The word in baseball circles is that Pittsburgh is one of the clubs really interested in trading for Justin Morneau, who would replace former Twins teammate Garrett Jones at first base.
You hate to see Morneau go, but there is little doubt if Ryan can get some good prospects, it makes sense to trade Morneau, because he will be a free agent after the season. At that time the Twins will have as good a chance to re-sign him as any other team.
I believe there is less chance they would trade closer Glen Perkins, who is signed to a multiyear contract. There would be no chance of getting him back any time soon.
• It was a real tribute to Gophers football when coach Jerry Kill was selected to speak at an annual recent Alabama high school football clinic. The word is that he wowed the coaches. And speaking of Alabama, the Gophers are recruiting there,and this spring had a visitor in New Market, Ala., safety Khari Blaisingame, who is giving the maroon and gold serious consideration.
• Representing the Gophers at this week’s Big Ten football preseason media gathering in Chicago will be Donnell Kirkwood, Ra’Shede Hageman and Brock Vereen.

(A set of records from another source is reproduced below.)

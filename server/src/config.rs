//! Server configuration parsed from environment variables.

#[cfg(test)]
#[path = "config_test.rs"]
mod config_test;

use axum::http::HeaderValue;

pub const DEFAULT_HOST: &str = "0.0.0.0";
pub const DEFAULT_PORT: u16 = 3000;
pub const DEFAULT_ENVIRONMENT: &str = "development";
pub const DEFAULT_CORS_ORIGINS: &str = "http://localhost:3000,http://127.0.0.1:3000";

/// Errors produced while loading configuration.
#[derive(Debug, thiserror::Error)]
pub enum ConfigError {
    /// A numeric variable did not parse.
    #[error("invalid {var}: {value:?}")]
    InvalidNumber { var: &'static str, value: String },

    /// A CORS origin is not a valid header value.
    #[error("invalid CORS origin: {0:?}")]
    InvalidOrigin(String),

    /// Leptos site configuration could not be loaded.
    #[error("leptos configuration: {0}")]
    Leptos(String),
}

#[derive(Debug, Clone, PartialEq, Eq)]
pub struct ServerConfig {
    pub host: String,
    pub port: u16,
    pub environment: String,
    pub cors_origins: Vec<String>,
}

impl ServerConfig {
    /// Build typed config from the process environment.
    ///
    /// Optional:
    /// - `HOST`: default `0.0.0.0`
    /// - `PORT`: default `3000`
    /// - `REVX_ENVIRONMENT`: default `development`
    /// - `CORS_ORIGINS`: comma-separated, default local dev origins
    pub fn from_env() -> Result<Self, ConfigError> {
        Self::from_lookup(|key| std::env::var(key).ok())
    }

    /// Build typed config from an arbitrary key lookup.
    pub fn from_lookup(lookup: impl Fn(&str) -> Option<String>) -> Result<Self, ConfigError> {
        let non_blank = |key: &str| lookup(key).map(|v| v.trim().to_owned()).filter(|v| !v.is_empty());

        let host = non_blank("HOST").unwrap_or_else(|| DEFAULT_HOST.to_owned());
        let port = match non_blank("PORT") {
            Some(raw) => raw.parse::<u16>().map_err(|_| ConfigError::InvalidNumber { var: "PORT", value: raw })?,
            None => DEFAULT_PORT,
        };
        let environment = non_blank("REVX_ENVIRONMENT").unwrap_or_else(|| DEFAULT_ENVIRONMENT.to_owned());
        let cors_origins = parse_origins(&non_blank("CORS_ORIGINS").unwrap_or_else(|| DEFAULT_CORS_ORIGINS.to_owned()))?;

        Ok(Self { host, port, environment, cors_origins })
    }

    pub fn bind_addr(&self) -> String {
        format!("{}:{}", self.host, self.port)
    }

    pub fn is_production(&self) -> bool {
        self.environment.eq_ignore_ascii_case("production")
    }

    /// CORS origins as header values. Validated at load time.
    pub fn cors_header_values(&self) -> Vec<HeaderValue> {
        self.cors_origins.iter().filter_map(|o| HeaderValue::from_str(o).ok()).collect()
    }
}

fn parse_origins(raw: &str) -> Result<Vec<String>, ConfigError> {
    raw.split(',')
        .map(str::trim)
        .filter(|o| !o.is_empty())
        .map(|o| {
            let origin = o.trim_end_matches('/');
            HeaderValue::from_str(origin)
                .map(|_| origin.to_owned())
                .map_err(|_| ConfigError::InvalidOrigin(o.to_owned()))
        })
        .collect()
}
//! Networking modules.
//!
//! SYSTEM CONTEXT
//! ==============
//! `types` defines the wire schema shared with the server's auth API.

pub mod types;
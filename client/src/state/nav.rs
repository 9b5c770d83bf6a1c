//! Sidebar navigation entries for the dashboard shell.
//!
//! DESIGN
//! ======
//! The entry list is a fixed, ordered `static` table. It is read-only after
//! compilation, so every render can borrow it without coordination.

#[cfg(test)]
#[path = "nav_test.rs"]
mod nav_test;

/// Icon identifiers for sidebar entries. Rendered as CSS glyph classes.
#[derive(Clone, Copy, Debug, PartialEq, Eq)]
pub enum NavIcon {
    LayoutDashboard,
    TrendingUp,
    Activity,
    Shield,
    Users,
    Settings,
}

impl NavIcon {
    /// CSS modifier class used by the stylesheet to draw the glyph.
    pub fn css_class(self) -> &'static str {
        match self {
            Self::LayoutDashboard => "icon icon--layout-dashboard",
            Self::TrendingUp => "icon icon--trending-up",
            Self::Activity => "icon icon--activity",
            Self::Shield => "icon icon--shield",
            Self::Users => "icon icon--users",
            Self::Settings => "icon icon--settings",
        }
    }
}

/// A single sidebar link.
#[derive(Clone, Copy, Debug, PartialEq, Eq)]
pub struct NavigationItem {
    pub label: &'static str,
    pub href: &'static str,
    pub icon: NavIcon,
    pub admin_only: bool,
}

/// Dashboard sidebar entries in display order. Hrefs are unique.
pub static SIDEBAR_ITEMS: &[NavigationItem] = &[
    NavigationItem { label: "Dashboard", href: "/dashboard", icon: NavIcon::LayoutDashboard, admin_only: false },
    NavigationItem { label: "Trading", href: "/dashboard/trading", icon: NavIcon::TrendingUp, admin_only: false },
    NavigationItem { label: "Signals", href: "/dashboard/signals", icon: NavIcon::Activity, admin_only: false },
    NavigationItem { label: "AI Guardian", href: "/dashboard/guardian", icon: NavIcon::Shield, admin_only: false },
    NavigationItem { label: "Users", href: "/dashboard/users", icon: NavIcon::Users, admin_only: true },
    NavigationItem { label: "Settings", href: "/dashboard/settings", icon: NavIcon::Settings, admin_only: false },
];

/// Role of the person viewing the shell.
///
/// There is no account system yet, so nothing resolves a real role. The shell
/// renders with [`ViewerRole::default`], which keeps every entry visible.
#[derive(Clone, Copy, Debug, Default, PartialEq, Eq)]
pub enum ViewerRole {
    Standard,
    #[default]
    Admin,
}

impl ViewerRole {
    pub fn permits(self, item: &NavigationItem) -> bool {
        !item.admin_only || self == Self::Admin
    }
}

/// Entries the given role may see, in table order.
pub fn visible_items(items: &'static [NavigationItem], role: ViewerRole) -> Vec<&'static NavigationItem> {
    items.iter().filter(|item| role.permits(item)).collect()
}
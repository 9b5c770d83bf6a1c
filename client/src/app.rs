//! Root application component with routing and context providers.

use std::sync::Arc;

use leptos::prelude::*;
use leptos_meta::{MetaTags, Stylesheet, Title, provide_meta_context};
use leptos_router::components::{ParentRoute, Route, Router, Routes};
use leptos_router::path;

use crate::components::error_screen::RouteBoundary;
use crate::config::EndpointConfig;
use crate::layouts::auth::AuthLayout;
use crate::layouts::dashboard::DashboardLayout;
use crate::layouts::section::{AdminLayout, GuardianLayout, TradingLayout};
use crate::pages::dashboard::DashboardPage;
use crate::pages::forgot_password::ForgotPasswordPage;
use crate::pages::landing::LandingPage;
use crate::pages::login::LoginPage;
use crate::pages::not_found::NotFoundPage;
use crate::pages::register::RegisterPage;
use crate::pages::section::{AdminHome, GuardianHome, TradingHome};
use crate::pages::setup_2fa::SetupTwoFactorPage;
use crate::state::status::{SharedStatusSource, StaticStatusSource};

/// HTML shell rendered on the server for SSR + hydration.
pub fn shell(options: LeptosOptions) -> impl IntoView {
    view! {
        <!DOCTYPE html>
        <html lang="en">
            <head>
                <meta charset="utf-8"/>
                <meta name="viewport" content="width=device-width, initial-scale=1"/>
                <AutoReload options=options.clone()/>
                <HydrationScripts options/>
                <MetaTags/>
            </head>
            <body>
                <App/>
            </body>
        </html>
    }
}

/// Root application component.
///
/// Provides the read-only status source and endpoint config, then declares
/// the route tree mirrored by [`crate::routes::ROUTES`]. Shell state is not
/// provided here; the dashboard layout owns it.
#[component]
pub fn App() -> impl IntoView {
    provide_meta_context();

    let status: SharedStatusSource = Arc::new(StaticStatusSource);
    provide_context(status);
    provide_context(EndpointConfig::from_build_env());

    view! {
        <Stylesheet id="leptos" href="/pkg/revx-ui.css"/>
        <Title text="Revolution X - AI Trading System"/>

        <Router>
            <RouteBoundary>
                <Routes fallback=|| view! { <NotFoundPage/> }>
                    <Route path=path!("/") view=LandingPage/>
                    <ParentRoute path=path!("") view=AuthLayout>
                        <Route path=path!("login") view=LoginPage/>
                        <Route path=path!("register") view=RegisterPage/>
                        <Route path=path!("forgot-password") view=ForgotPasswordPage/>
                        <Route path=path!("setup-2fa") view=SetupTwoFactorPage/>
                    </ParentRoute>
                    <ParentRoute path=path!("/dashboard") view=DashboardLayout>
                        <Route path=path!("") view=DashboardPage/>
                        <ParentRoute path=path!("trading") view=TradingLayout>
                            <Route path=path!("") view=TradingHome/>
                            <Route path=path!("*rest") view=TradingHome/>
                        </ParentRoute>
                        <ParentRoute path=path!("admin") view=AdminLayout>
                            <Route path=path!("") view=AdminHome/>
                            <Route path=path!("*rest") view=AdminHome/>
                        </ParentRoute>
                        <ParentRoute path=path!("guardian") view=GuardianLayout>
                            <Route path=path!("") view=GuardianHome/>
                            <Route path=path!("*rest") view=GuardianHome/>
                        </ParentRoute>
                        <Route path=path!("*rest") view=NotFoundPage/>
                    </ParentRoute>
                </Routes>
            </RouteBoundary>
        </Router>
    }
}
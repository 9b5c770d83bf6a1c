//! Dashboard header: menu toggle, system status, latency, notifications.
//!
//! SYSTEM CONTEXT
//! ==============
//! Status figures come from the [`StatusSource`] in context. A failing source
//! is contained by a local boundary so the rest of the chrome keeps working.
//!
//! [`StatusSource`]: crate::state::status::StatusSource

use leptos::prelude::*;

use crate::state::nav::ViewerRole;
use crate::state::status::SharedStatusSource;
use crate::state::ui::ShellUiState;

/// Top bar of the dashboard shell.
#[component]
pub fn Header(#[prop(optional)] role: ViewerRole) -> impl IntoView {
    let shell = expect_context::<RwSignal<ShellUiState>>();
    let source = expect_context::<SharedStatusSource>();

    let status = move || {
        source.snapshot().map(|snap| {
            view! {
                <span class=snap.system.css_class()>
                    <span class="status-pill__dot"></span>
                    <span>{snap.system.label()}</span>
                </span>
                <span class="shell-header__latency">{snap.latency_label()}</span>
            }
        })
    };

    view! {
        <header class="shell-header">
            <button
                class="shell-header__menu"
                on:click=move |_| shell.update(ShellUiState::open)
                title="Open menu"
                aria-label="Open menu"
            >
                "☰"
            </button>
            <div class="shell-header__right">
                <ErrorBoundary fallback=|_| {
                    view! { <span class="status-pill status-pill--down">"Status unavailable"</span> }
                }>{status}</ErrorBoundary>
                <button class="shell-header__bell" title="Notifications" aria-label="Notifications">
                    "🔔"
                    <span class="shell-header__bell-dot"></span>
                </button>
                <div class="shell-header__avatar">{avatar_initial(role)}</div>
            </div>
        </header>
    }
}

pub(crate) fn avatar_initial(role: ViewerRole) -> &'static str {
    match role {
        ViewerRole::Admin => "A",
        ViewerRole::Standard => "U",
    }
}
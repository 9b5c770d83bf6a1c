use axum::body::{Body, to_bytes};
use axum::http::{Method, Request, header};
use tower::ServiceExt;

use super::*;
use crate::state::test_helpers::test_app_state;

async fn send(method: Method, uri: &str, body: &'static str) -> (StatusCode, String) {
    let request = Request::builder()
        .method(method)
        .uri(uri)
        .header(header::CONTENT_TYPE, "application/json")
        .body(Body::from(body))
        .expect("request should build");
    let response = api_routes(test_app_state()).oneshot(request).await.expect("router is infallible");
    let status = response.status();
    let bytes = to_bytes(response.into_body(), usize::MAX).await.expect("body should read");
    (status, String::from_utf8(bytes.to_vec()).expect("body should be utf-8"))
}

#[tokio::test]
async fn get_auth_returns_placeholder() {
    let (status, body) = send(Method::GET, "/api/auth", "").await;
    assert_eq!(status, StatusCode::OK);
    assert_eq!(body, r#"{"message":"Auth API - Phase 2","status":"not_implemented"}"#);
}

#[tokio::test]
async fn post_auth_echoes_body() {
    let (status, body) = send(Method::POST, "/api/auth", r#"{"x":1}"#).await;
    assert_eq!(status, StatusCode::OK);
    assert_eq!(body, r#"{"message":"Auth API - Phase 2","received":{"x":1},"status":"not_implemented"}"#);
}

#[tokio::test]
async fn nested_auth_paths_share_the_placeholder() {
    let (status, body) = send(Method::GET, "/api/auth/session", "").await;
    assert_eq!(status, StatusCode::OK);
    assert_eq!(body, r#"{"message":"Auth API - Phase 2","status":"not_implemented"}"#);

    let (status, body) = send(Method::POST, "/api/auth/callback/credentials", r#"{"email":"a@b.com"}"#).await;
    assert_eq!(status, StatusCode::OK);
    assert!(body.contains(r#""received":{"email":"a@b.com"}"#));
}

#[tokio::test]
async fn post_auth_with_invalid_json_is_bad_request() {
    let (status, body) = send(Method::POST, "/api/auth", "{").await;
    assert_eq!(status, StatusCode::BAD_REQUEST);
    assert!(body.contains("invalid JSON body"));
}

#[tokio::test]
async fn unsupported_method_is_rejected() {
    let (status, _) = send(Method::DELETE, "/api/auth", "").await;
    assert_eq!(status, StatusCode::METHOD_NOT_ALLOWED);
}

#[tokio::test]
async fn healthz_is_ok() {
    let (status, body) = send(Method::GET, "/healthz", "").await;
    assert_eq!(status, StatusCode::OK);
    assert!(body.is_empty());
}
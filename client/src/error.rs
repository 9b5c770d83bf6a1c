//! Error type for failures surfaced while rendering shell screens.

/// Errors a screen can render into an `ErrorBoundary`.
#[derive(Debug, Clone, PartialEq, Eq, thiserror::Error)]
pub enum ShellError {
    /// A status/telemetry source could not produce a snapshot.
    #[error("status source unavailable: {0}")]
    StatusUnavailable(String),
}
//! Wrapper for the login, registration, and recovery screens.

use leptos::prelude::*;
use leptos_router::components::Outlet;

#[component]
pub fn AuthLayout() -> impl IntoView {
    view! {
        <div class="auth-layout">
            <Outlet/>
        </div>
    }
}
//! Two-factor enrollment screen.

use leptos::prelude::*;

use crate::components::auth_notice::AuthNotice;

#[component]
pub fn SetupTwoFactorPage() -> impl IntoView {
    view! {
        <AuthNotice
            title="Set up two-factor authentication"
            body="2FA will be enabled later."
            link_href="/dashboard"
            link_label="Skip to dashboard"
        />
    }
}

• Among the 100-plus players invited to the Gophers football Friday night camp at TCF Bank Stadium was one J.R. Reed, son of former Vikings receiver Jake Reed from Prestonwood Christian Academy in Plano, Texas. Jake, who said his son is considering Minnesota, has a friend on the Gophers coaching staff in running backs coach Brian Anderson.
• Gophers coaches had a cookout Sunday for several of the top players they are recruiting. They included Jashon Cornell, a defensive player from Cretin-Derham Hall who ESPN ranks the best player in the country in the class of 2015, and defensive lineman Frank Ragnow of Chanhassen. Also on hand were outstanding players who have committed, including Minneapolis Washburn running back Jeff Jones, defensive lineman Steven Richardson of Mount Carmel High School in Chicago, Owatonna defensive end Andrew Stelter and center Connor Mayes of Van Alstyne, Texas.
• The Minnesota high school basketball “Big Three” of Tyus Jones, Reid Travis and Rashad Vaughn started together in the Nike Global Challenge over the weekend in Washington, D.C., going 3-1 in four games with USA Midwest. Travis averaged 22 points per game, Vaughn 19.8 and Jones 11.5 points and 7.0 assists.